The biggest regime change disaster that’s too politically incorrect to discuss

by Eric Jackson

Fuck the EU!

Victoria Nuland
then US State Department coordinator for Europe

now with the neocon Center for a New American Security
blowing off objections to the Ukraine coup then in the works

 

Well, yeah. The lies are always annoying, and those who tell them should be run out of public life forever. Now we see convicted liar Elliott Abrams in charge of ginning up “regime change” in Venezuela and that appointment ought to be one more count in articles of impeachment against Donald Trump.

But let’s step back from the partisan and “safe” takes on regime change operations and recognize how central the 2014 US-promoted coup in Kiev is to today’s US politics. Let’s take a sober look at what a disaster it has been.

Yeah, yeah. It’s a betrayal for a Democrat to say these things because it happened on Obama’s shift. Maybe it’s even a sellout to Putin, as some will surely allege. But understand the Russian predicament. Understand the US predicament. Understand the Ukrainian predicament.

Is the truth to be told? In the chain of events set off by US-promoted “regime change,” Ukraine has lost much of its territory and and much of its population. How much is hard to determine.

Certainly the government in Kiev lost Crimea, a known geographical quantity which had more than three million people at the time. But some of those folks fled to what’s left of Ukraine, while other ethnic Russians fled from Ukraine to a Crimea newly and democratically annexed to Russia.

In the Donbass region, the secessionist warfare and population movements are not over. There, it was difficult to describe who was ethnic Russian and who was ethnic Ukrainian in the first place, with an awful lot of people with Ukrainian surnames who speak Russian as their first language, for example.

The census figures for the Ukrainian population are down, and were going down before the coup due to a low birth rate and increased death rate in the wake of the former Soviet Union’s collapse. But millions of citizens were lost in the breakup of what was Ukraine before the coup. When a huge minority – upwards of 40 percent – of the country was ethnic Russian and the coup was specifically anti-Russian, what could anyone expect?

But the regime change wonks believe in magic wands, which are waved in some situation room in Washington and produce neat and desired results in far corners of the world. That it never ends up that way is of course, blamed on the ignorant savages who live in these places.

The 2014 Ukrainian coup deeply affected two sleazy mobbed-up politicians.

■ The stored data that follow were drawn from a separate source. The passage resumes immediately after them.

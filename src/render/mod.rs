//! Canvas2D rendering (wasm only)
//!
//! Draw order each frame: animated background (gradient, glow, stars, grid),
//! the particle layer, then the current phase's screen. Everything here is a
//! read-only view of `GameState` + `Layout`.

pub mod background;
pub mod screens;

use std::f64::consts::TAU;

use wasm_bindgen::{JsCast, JsValue};
use web_sys::{CanvasRenderingContext2d, HtmlCanvasElement};

use crate::color::Rgba;
use crate::settings::Settings;
use crate::sim::{GameState, Phase};
use crate::ui::Layout;

pub struct Renderer {
    ctx: CanvasRenderingContext2d,
}

impl Renderer {
    pub fn new(canvas: &HtmlCanvasElement) -> Result<Self, JsValue> {
        let ctx = canvas
            .get_context("2d")?
            .ok_or_else(|| JsValue::from_str("canvas has no 2d context"))?
            .dyn_into::<CanvasRenderingContext2d>()?;
        Ok(Self { ctx })
    }

    pub fn draw(&self, state: &GameState, layout: &Layout, settings: &Settings) {
        let ctx = &self.ctx;
        background::draw(ctx, state, layout, settings);
        self.draw_particles(state);

        match state.phase {
            Phase::Start => screens::draw_start(ctx, state, layout),
            Phase::Question => screens::draw_question(ctx, state, layout),
            Phase::Feedback {
                selected, correct, ..
            } => screens::draw_feedback(ctx, state, layout, selected, correct),
            Phase::Result => screens::draw_result(ctx, state, layout),
        }
    }

    fn draw_particles(&self, state: &GameState) {
        let ctx = &self.ctx;
        for mote in &state.particles.motes {
            ctx.set_fill_style_str(&Rgba::new(255, 255, 255, mote.alpha).css());
            fill_circle(ctx, mote.pos.x as f64, mote.pos.y as f64, mote.radius as f64);
        }
        for burst in &state.particles.bursts {
            ctx.set_fill_style_str(&burst.color.with_alpha(burst.alpha()).css());
            fill_circle(ctx, burst.pos.x as f64, burst.pos.y as f64, burst.radius as f64);
        }
    }
}

/// Filled circle path helper
pub(crate) fn fill_circle(ctx: &CanvasRenderingContext2d, x: f64, y: f64, r: f64) {
    ctx.begin_path();
    let _ = ctx.arc(x, y, r, 0.0, TAU);
    ctx.fill();
}
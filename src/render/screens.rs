//! Per-phase screen drawing.
//!
//! Each routine is a pure read of the state; transitions and countdowns live
//! in `sim::tick`.

use web_sys::CanvasRenderingContext2d;

use crate::color::{Rgba, grade_color, palette};
use crate::quiz::OptionKey;
use crate::sim::GameState;
use crate::ui::{Button, ButtonShape, Layout};

pub fn draw_start(ctx: &CanvasRenderingContext2d, state: &GameState, layout: &Layout) {
    let (cx, cy) = (layout.width as f64 / 2.0, layout.height as f64 / 2.0);

    set_text(ctx, "bold 48px sans-serif", &palette::TEXT_DARK);
    let _ = ctx.fill_text("Stellar Quiz", cx, cy - 100.0);

    set_text(ctx, "24px sans-serif", &palette::TEXT_DARK);
    let subtitle = format!(
        "{} of {} questions, drawn at random",
        state.total(),
        state.pool.len()
    );
    let _ = ctx.fill_text(&subtitle, cx, cy - 30.0);

    draw_button(ctx, &layout.start, None, hovered(state, &layout.start));
}

pub fn draw_question(ctx: &CanvasRenderingContext2d, state: &GameState, layout: &Layout) {
    let Some(question) = state.current_question() else {
        return;
    };
    let cx = layout.width as f64 / 2.0;

    set_text(ctx, "28px sans-serif", &palette::TEXT_DARK);
    let progress = format!("Question {} of {}", state.current + 1, state.total());
    let _ = ctx.fill_text(&progress, cx, 50.0);

    set_text(ctx, "32px sans-serif", &palette::TEXT_DARK);
    let _ = ctx.fill_text_with_max_width(
        &question.prompt,
        cx,
        110.0,
        (layout.width as f64 - 160.0).max(100.0),
    );

    for key in OptionKey::ALL {
        let button = layout.answer(key);
        let label = format!("{}. {}", key, question.option(key));
        draw_button(ctx, button, Some(&label), hovered(state, button));
    }
}

pub fn draw_feedback(
    ctx: &CanvasRenderingContext2d,
    state: &GameState,
    layout: &Layout,
    selected: OptionKey,
    correct: OptionKey,
) {
    let (w, h) = (layout.width as f64, layout.height as f64);

    // dim the scene but keep the stars and particles visible underneath
    ctx.set_fill_style_str("rgba(0,0,0,0.55)");
    ctx.fill_rect(0.0, 0.0, w, h);

    if let Some(question) = state.current_question() {
        set_text(ctx, "28px sans-serif", &palette::TEXT_LIGHT);
        let _ = ctx.fill_text_with_max_width(&question.prompt, w / 2.0, 100.0, (w - 160.0).max(100.0));

        for key in OptionKey::ALL {
            let button = layout.answer(key);
            let fill = if key == correct {
                palette::ANSWER_CORRECT
            } else if key == selected {
                palette::ANSWER_WRONG
            } else {
                palette::ANSWER_NEUTRAL
            };
            let label = format!("{}. {}", key, question.option(key));
            draw_rect_button(ctx, button, &label, fill, true);
        }
    }

    let message = if selected == correct {
        "Correct!".to_string()
    } else {
        format!("Incorrect... the correct answer is {correct}")
    };
    set_text(ctx, "bold 48px sans-serif", &palette::TEXT_LIGHT);
    let _ = ctx.fill_text(&message, w / 2.0, h * 0.78);
}

pub fn draw_result(ctx: &CanvasRenderingContext2d, state: &GameState, layout: &Layout) {
    let cx = layout.width as f64 / 2.0;

    set_text(ctx, "bold 50px sans-serif", &palette::TEXT_LIGHT);
    let _ = ctx.fill_text("Quiz Complete!", cx, 120.0);

    set_text(ctx, "28px sans-serif", &palette::TEXT_LIGHT);
    let score_line = format!("Score: {} / {}", state.score, state.total());
    let _ = ctx.fill_text(&score_line, cx, 190.0);

    let percent = state.percent();
    set_text(ctx, "bold 72px sans-serif", &grade_color(percent));
    let _ = ctx.fill_text(&format!("{percent}%"), cx, 280.0);

    set_text(ctx, "24px sans-serif", &palette::TEXT_DARK);
    let _ = ctx.fill_text(state.result_message(), cx, 360.0);

    draw_button(ctx, &layout.restart, None, hovered(state, &layout.restart));
}

fn hovered(state: &GameState, button: &Button) -> bool {
    state.cursor.is_some_and(|c| button.contains(c))
}

fn set_text(ctx: &CanvasRenderingContext2d, font: &str, color: &Rgba) {
    ctx.set_font(font);
    ctx.set_text_align("center");
    ctx.set_text_baseline("middle");
    ctx.set_fill_style_str(&color.css());
}

/// Draw a button with hover styling; `label` overrides the fixed label
fn draw_button(ctx: &CanvasRenderingContext2d, button: &Button, label: Option<&str>, hovered: bool) {
    let text = label.unwrap_or(button.label);
    match button.shape {
        ButtonShape::Circle { center, radius } => {
            let fill = if hovered { button.hover } else { button.fill };
            ctx.set_fill_style_str(&fill.css());
            super::fill_circle(ctx, center.x as f64, center.y as f64, radius as f64);
            if hovered {
                ctx.set_stroke_style_str("rgba(255,255,255,1)");
                ctx.set_line_width(2.0);
                ctx.stroke();
            }

            let size = (radius * 0.35).max(14.0);
            set_text(ctx, &format!("bold {size:.0}px sans-serif"), &palette::TEXT_LIGHT);
            let _ = ctx.fill_text(text, center.x as f64, center.y as f64);
        }
        ButtonShape::Rect { .. } => {
            let fill = if hovered { button.hover } else { button.fill };
            draw_rect_button(ctx, button, text, fill, hovered);
        }
    }
}

/// Rounded rect body plus centered label; `outlined` adds the white border
fn draw_rect_button(
    ctx: &CanvasRenderingContext2d,
    button: &Button,
    text: &str,
    fill: Rgba,
    outlined: bool,
) {
    let ButtonShape::Rect { origin, size } = button.shape else {
        return;
    };
    let (x, y) = (origin.x as f64, origin.y as f64);
    let (w, h) = (size.x as f64, size.y as f64);

    rounded_rect_path(ctx, x, y, w, h, 10.0);
    ctx.set_fill_style_str(&fill.css());
    ctx.fill();
    if outlined {
        ctx.set_stroke_style_str("rgba(255,255,255,0.86)");
        ctx.set_line_width(1.5);
        ctx.stroke();
    }

    set_text(ctx, "20px sans-serif", &palette::TEXT_LIGHT);
    let _ = ctx.fill_text_with_max_width(text, x + w / 2.0, y + h / 2.0, (w - 24.0).max(20.0));
}

fn rounded_rect_path(ctx: &CanvasRenderingContext2d, x: f64, y: f64, w: f64, h: f64, r: f64) {
    let r = r.min(w / 2.0).min(h / 2.0);
    ctx.begin_path();
    ctx.move_to(x + r, y);
    let _ = ctx.arc_to(x + w, y, x + w, y + h, r);
    let _ = ctx.arc_to(x + w, y + h, x, y + h, r);
    let _ = ctx.arc_to(x, y + h, x, y, r);
    let _ = ctx.arc_to(x, y, x + w, y, r);
    ctx.close_path();
}
//! Game state and the quiz state machine's data types.

use glam::Vec2;
use rand::SeedableRng;
use rand_pcg::Pcg32;

use super::particles::ParticleField;
use crate::consts::*;
use crate::quiz::{self, OptionKey, Question};
use crate::settings::Settings;

/// Current screen of the game
#[derive(Debug, Clone, Copy, PartialEq, Eq)]
pub enum Phase {
    /// Title screen, waiting for the start button
    Start,
    /// An active question awaiting an answer
    Question,
    /// Post-answer verdict, shown for a fixed countdown before advancing
    Feedback {
        ticks_left: u32,
        selected: OptionKey,
        correct: OptionKey,
    },
    /// Session summary with the restart button
    Result,
}

/// Complete game state, owned by the entry point and mutated only by `tick`
pub struct GameState {
    /// Run seed for reproducibility
    pub seed: u64,
    /// Seeded RNG driving sampling and burst jitter
    pub rng: Pcg32,
    /// Full question pool, parsed once at startup
    pub pool: Vec<Question>,
    /// The questions sampled for this session
    pub active: Vec<Question>,
    /// Index into `active`; equal to `active.len()` once the session is over
    pub current: usize,
    /// Correct answers this session; resets only on session start
    pub score: u32,
    /// Tick counter driving star twinkle, grid scroll, and celebration cadence
    pub frame: u64,
    pub phase: Phase,
    /// Last known pointer position (canvas coordinates), for hover styling
    pub cursor: Option<Vec2>,
    /// Decorative layer; reset wholesale on resize
    pub particles: ParticleField,
}

impl GameState {
    /// Create a new game with the given seed and pool, sized to the canvas
    pub fn new(seed: u64, pool: Vec<Question>, settings: &Settings, width: f32, height: f32) -> Self {
        let mut rng = Pcg32::seed_from_u64(seed);
        let particles = ParticleField::seeded(
            width,
            height,
            settings.mote_count(),
            settings.star_count(),
            &mut rng,
        );
        let mut state = Self {
            seed,
            rng,
            pool,
            active: Vec::new(),
            current: 0,
            score: 0,
            frame: 0,
            phase: Phase::Start,
            cursor: None,
            particles,
        };
        state.start_session();
        state
    }

    /// Re-sample the active questions and reset score and position.
    /// Used at creation and whenever the restart button is hit.
    pub fn start_session(&mut self) {
        self.active = quiz::sample(&self.pool, QUIZ_LENGTH, &mut self.rng);
        self.current = 0;
        self.score = 0;
        self.phase = Phase::Start;
    }

    /// The question being asked, if any remain
    pub fn current_question(&self) -> Option<&Question> {
        self.active.get(self.current)
    }

    pub fn total(&self) -> usize {
        self.active.len()
    }

    /// Score as a rounded percentage; an empty session reads as 0%
    pub fn percent(&self) -> u32 {
        let total = self.total().max(1);
        (self.score as f32 / total as f32 * 100.0).round() as u32
    }

    /// Result-screen message tier
    pub fn result_message(&self) -> &'static str {
        let total = self.total();
        if self.score as usize == total {
            "Perfect! You got every question right!"
        } else if self.score as usize >= total.div_ceil(2) {
            "Nice work! Keep it up!"
        } else {
            "Don't give up. Give it another shot!"
        }
    }

    /// Rebuild the decorative layer after a canvas resize
    pub fn reset_particles(&mut self, width: f32, height: f32, settings: &Settings) {
        self.particles.reset(
            width,
            height,
            settings.mote_count(),
            settings.star_count(),
            &mut self.rng,
        );
    }
}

One was Vladimir Putin, who rose to power in Russia on the shoulders of the “oligarchs” – glorified mobsters whose fortunes derive from the looting, or politely described as “privatization” – of the public assets of the former Soviet Union. He could not stay on as leader of Russia without taking a hard line about the coup in Kiev. He also needed to politically cover his ass by showing up the Americans after that.

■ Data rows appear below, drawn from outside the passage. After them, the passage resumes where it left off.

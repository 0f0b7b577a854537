//! Batch cross-version classification: scores each historical candidate
//! build of one function against a known-vulnerable / known-patched pair
//! and streams a colored per-element verdict log plus the confusion-matrix
//! summary.

use async_trait::async_trait;
use clap::Args;
use owo_colors::OwoColorize;
use relict_analysis::verdict::{Direction, Outcome, SubjectKind};
use relict_analysis::{Classification, Summary, Verdict, Weights, classify_candidate};
use relict_core::load_cfg;
use serde::Serialize;
use std::error::Error;
use std::path::PathBuf;

/// Arguments for the `classify` subcommand.
#[derive(Args)]
pub struct ClassifyArgs {
    /// Directory holding one subdirectory of CFG files per commit.
    #[arg(long)]
    target_dir: PathBuf,
    /// Function name; resolves to `<target-dir>/<commit>/<function>.cfg`.
    #[arg(long)]
    function: String,
    /// Commit of the known-vulnerable build.
    #[arg(long)]
    vulnerable: String,
    /// Commit of the known-patched build.
    #[arg(long)]
    patched: String,
    /// Candidate commits to score.
    #[arg(required = true)]
    candidates: Vec<String>,
    /// Metric weight override as `instruction,level,in,out`.
    #[arg(long)]
    weights: Option<String>,
    /// Emit machine-readable JSON instead of the colored stream.
    #[arg(long)]
    json: bool,
}

#[derive(Serialize)]
struct CandidateReport<'a> {
    candidate: &'a str,
    #[serde(flatten)]
    classification: Classification,
}

/// Executes the `classify` subcommand.
#[async_trait]
impl super::Command for ClassifyArgs {
    async fn execute(self) -> Result<(), Box<dyn Error>> {
        let weights = match &self.weights {
            Some(spec) => Weights::parse(spec)?,
            None => Weights::default().validated()?,
        };

        // The reference pair is non-negotiable; candidates are best-effort.
        let vulnerable = load_cfg(&self.cfg_path(&self.vulnerable))?;
        let patched = load_cfg(&self.cfg_path(&self.patched))?;

        let mut reports = Vec::new();
        for candidate in &self.candidates {
            let cfg = match load_cfg(&self.cfg_path(candidate)) {
                Ok(cfg) => cfg,
                Err(err) => {
                    tracing::warn!(%candidate, %err, "skipping candidate: ingestion failed");
                    continue;
                }
            };
            let classification = classify_candidate(&vulnerable, &patched, &cfg, &weights);

            if self.json {
                reports.push(CandidateReport {
                    candidate,
                    classification,
                });
            } else {
                print_candidate(&self.patched, &self.vulnerable, candidate, &classification);
            }
        }

        if self.json {
            println!("{}", serde_json::to_string_pretty(&reports)?);
        }
        Ok(())
    }
}

impl ClassifyArgs {
    fn cfg_path(&self, commit: &str) -> PathBuf {
        self.target_dir
            .join(commit)
            .join(format!("{}.cfg", self.function))
    }
}

fn print_candidate(patched: &str, vulnerable: &str, candidate: &str, result: &Classification) {
    println!(
        "+ {} vs - {} -> ? {}",
        patched.green(),
        vulnerable.red(),
        candidate.yellow()
    );
    for verdict in &result.verdicts {
        print_verdict(verdict);
    }
    print_summary(&result.summary);
    println!();
}

fn print_verdict(v: &Verdict) {
    let tag = match (v.kind, v.direction) {
        (SubjectKind::Vertex, _) => "[DEL VERT]",
        (SubjectKind::Edge, Direction::Backward) => "[DEL EDGE]",
        (SubjectKind::Edge, Direction::Forward) => "[NEW EDGE]",
    };
    let subject = match &v.subject_dst {
        Some(dst) => format!("{} -> {}", v.subject_src, dst),
        None => v.subject_src.clone(),
    };
    let mapped = match (&v.mapped_src, &v.mapped_dst) {
        (Some(src), Some(dst)) => format!("{src} -> {dst}"),
        (Some(src), None) => src.clone(),
        _ => "?".to_string(),
    };

    // A hit on the vulnerable signature (tp) and a miss on the fix-only
    // signature (tn) are both the expected outcome; color them green.
    let line = match v.outcome {
        Outcome::Tp | Outcome::Tn => {
            format!("{tag} \u{2705} [{subject}] => [{mapped}]").green().to_string()
        }
        Outcome::Fp | Outcome::Fn => {
            format!("{tag} \u{274c} [{subject}] => [{mapped}]").red().to_string()
        }
    };
    println!("{line}");
}

fn print_summary(s: &Summary) {
    let fmt = |r: Option<f64>| match r {
        Some(v) => format!("{v:.2}"),
        None => "n/a".to_string(),
    };
    println!("TP {:>3} | FP {:>3} | ACCURC {}", s.tp, s.fp, fmt(s.accuracy));
    println!(
        "FN {:>3} | TN {:>3} | RECALL {} PRECIS {}",
        s.fneg,
        s.tn,
        fmt(s.recall),
        fmt(s.precision)
    );
}
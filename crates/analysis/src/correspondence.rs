//! Block correspondence between two CFG versions and the edge
//! classification derived from it.
//!
//! The solver pads the smaller graph with null vertices to equal
//! cardinality, prices every (old, new) vertex pair with the dissimilarity
//! metric, and solves the assignment exactly. The resulting pairing is then
//! partitioned into "same" and "different" blocks and projected onto the
//! edge sets of both graphs to classify each edge as conserved, deleted,
//! or added.

use crate::assignment;
use crate::metric::{Weights, vertex_cost};
use petgraph::stable_graph::NodeIndex;
use relict_core::{Cfg, EdgeRecord, Vertex};
use serde::Serialize;
use std::collections::HashMap;

/// One matched vertex pair with its assignment cost.
#[derive(Debug, Clone, Serialize)]
pub struct MatchedPair {
    /// Vertex from the old graph (padding when the new graph is larger).
    pub old: Vertex,
    /// Vertex from the new graph (padding when the old graph is larger).
    pub new: Vertex,
    /// Metric cost of this pair in the solved assignment.
    pub cost: f64,
}

impl MatchedPair {
    /// True when either side of the pair is a padding vertex.
    pub fn touches_padding(&self) -> bool {
        self.old.is_padding() || self.new.is_padding()
    }
}

/// Full correspondence between two graph versions.
#[derive(Debug, Clone, Default, Serialize)]
pub struct GraphDiff {
    /// Pairs with identical op-type projections.
    pub same: Vec<MatchedPair>,
    /// All other pairs, padding pairs included.
    pub diff: Vec<MatchedPair>,
    /// old identity → new identity, padding excluded.
    pub forward: HashMap<String, String>,
    /// new identity → old identity, padding excluded.
    pub backward: HashMap<String, String>,
    /// Total assignment cost.
    pub total_cost: f64,
}

impl GraphDiff {
    /// Maps an old-graph identity to its new-graph counterpart.
    pub fn match_forward(&self, old: &str) -> Option<&str> {
        self.forward.get(old).map(String::as_str)
    }

    /// Maps a new-graph identity back to its old-graph counterpart.
    pub fn match_backward(&self, new: &str) -> Option<&str> {
        self.backward.get(new).map(String::as_str)
    }

    /// Iterates all pairs, same before different.
    pub fn pairs(&self) -> impl Iterator<Item = &MatchedPair> {
        self.same.iter().chain(self.diff.iter())
    }
}

/// Computes the vertex correspondence between two graph versions.
///
/// Operates on private padded copies; the inputs are never mutated. Two
/// empty graphs produce an empty correspondence rather than an error.
pub fn match_graphs(old: &Cfg, new: &Cfg, weights: &Weights) -> GraphDiff {
    let mut old = old.clone();
    let mut new = new.clone();
    pad_to_equal_cardinality(&mut old, &mut new);

    let order_old: Vec<NodeIndex> = old.node_indices().collect();
    let order_new: Vec<NodeIndex> = new.node_indices().collect();
    let n = order_old.len();
    if n == 0 {
        return GraphDiff::default();
    }

    let cost: Vec<Vec<f64>> = order_old
        .iter()
        .map(|&a| {
            order_new
                .iter()
                .map(|&b| vertex_cost(weights, &old, a, &new, b))
                .collect()
        })
        .collect();

    let assignment = assignment::solve(&cost);
    let total_cost = assignment::total_cost(&cost, &assignment);
    tracing::debug!(
        vertices = n,
        total_cost,
        "solved block correspondence assignment"
    );

    let mut result = GraphDiff {
        total_cost,
        ..GraphDiff::default()
    };

    for (row, &col) in assignment.iter().enumerate() {
        let Some(v_old) = old.vertex_at(order_old[row]) else {
            continue;
        };
        let Some(v_new) = new.vertex_at(order_new[col]) else {
            continue;
        };
        let pair = MatchedPair {
            old: v_old.clone(),
            new: v_new.clone(),
            cost: cost[row][col],
        };

        if !pair.touches_padding() {
            result
                .forward
                .insert(pair.old.name.clone(), pair.new.name.clone());
            result
                .backward
                .insert(pair.new.name.clone(), pair.old.name.clone());
        }

        if !pair.touches_padding() && pair.old.op_types == pair.new.op_types {
            result.same.push(pair);
        } else {
            result.diff.push(pair);
        }
    }

    result
}

/// Adds padding vertices to the smaller graph until both have the same
/// vertex count. Padding carries no edges, so it can only pair expensively
/// with real vertices and freely with other padding.
fn pad_to_equal_cardinality(old: &mut Cfg, new: &mut Cfg) {
    let (co, cn) = (old.vertex_count(), new.vertex_count());
    let grow = |g: &mut Cfg, by: usize| {
        for _ in 0..by {
            // Padding bypasses the identity index, so this cannot fail.
            let _ = g.add_vertex(Vertex::padding());
        }
    };
    if co < cn {
        grow(old, cn - co);
    } else if cn < co {
        grow(new, co - cn);
    }
}

/// Edge sets classified relative to a correspondence.
#[derive(Debug, Clone, Default, Serialize)]
pub struct EdgeClasses {
    /// Old edge paired with the corresponding new edge.
    pub conserved: Vec<(EdgeRecord, EdgeRecord)>,
    /// Old edges with no counterpart in the new graph.
    pub deleted: Vec<EdgeRecord>,
    /// New edges with no counterpart in the old graph.
    pub added: Vec<EdgeRecord>,
}

/// Classifies every edge of both graphs against a correspondence.
///
/// An old edge `(u, v)` is conserved iff both endpoints map forward and
/// `(match(u), match(v))` is an edge of the new graph; otherwise it is
/// deleted. A new edge is added iff an endpoint lacks a backward match or
/// the mapped edge is absent from the old graph. A missing match is always
/// treated as "not conserved"; a counterpart is never fabricated.
pub fn classify_edges(old: &Cfg, new: &Cfg, diff: &GraphDiff) -> EdgeClasses {
    let mut classes = EdgeClasses::default();

    for e_old in old.edges() {
        let mapped = diff
            .match_forward(&e_old.src)
            .zip(diff.match_forward(&e_old.dst));
        match mapped {
            Some((src, dst)) if new.has_edge(src, dst) => {
                // Endpoint lookups succeeded, so the new edge exists.
                if let Some(e_new) = new.edge(src, dst) {
                    classes.conserved.push((e_old, e_new));
                }
            }
            _ => classes.deleted.push(e_old),
        }
    }

    for e_new in new.edges() {
        let mapped = diff
            .match_backward(&e_new.src)
            .zip(diff.match_backward(&e_new.dst));
        let conserved = matches!(mapped, Some((src, dst)) if old.has_edge(src, dst));
        if !conserved {
            classes.added.push(e_new);
        }
    }

    classes
}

Imagine the Chinese People’s Liberation Army setting up a base in Mexico, within sight of the US border, and he possibilities of political survival for the American politician who gets blamed for letting that happen and you begin to see Putin’s dilemma.

The other was Donald Trump, then and now and for a long time before deeply engaged in business relations – if the truth is to be told, money laundering transactions – with the Russian or otherwise former Soviet oligarchs who are Putin’s power base. Many parts of that story are being doled out in paragraphs of Mr. Mueller’s indictments and we have not heard the whole story. The Trump Ocean Club in Panama was largely marketed to Russian oligarchs, in part via mafia lawyers with US or Canadian passports.

Increasingly corrupt, increasingly plutocratic US politics gave Trump the opportunity he needed — and foreign interlopers, not just the Russians, to play the Trump card to put their man in the White House. It’s a malady that has been brewing through Republican and Democratic administrations alike for decades.

(By the way, do you want to look at the opioids epidemic and increasing death rates in many areas of the United States? THOSE are chillingly like what happened to Russia and the other former Soviet republics in the wake of that empire’s dissolution.)

A Russian leader talking and acting tough as a matter of survival in his post? Is it that hard to understand? Isn’t a cornered Donald Trump playing many similar cards?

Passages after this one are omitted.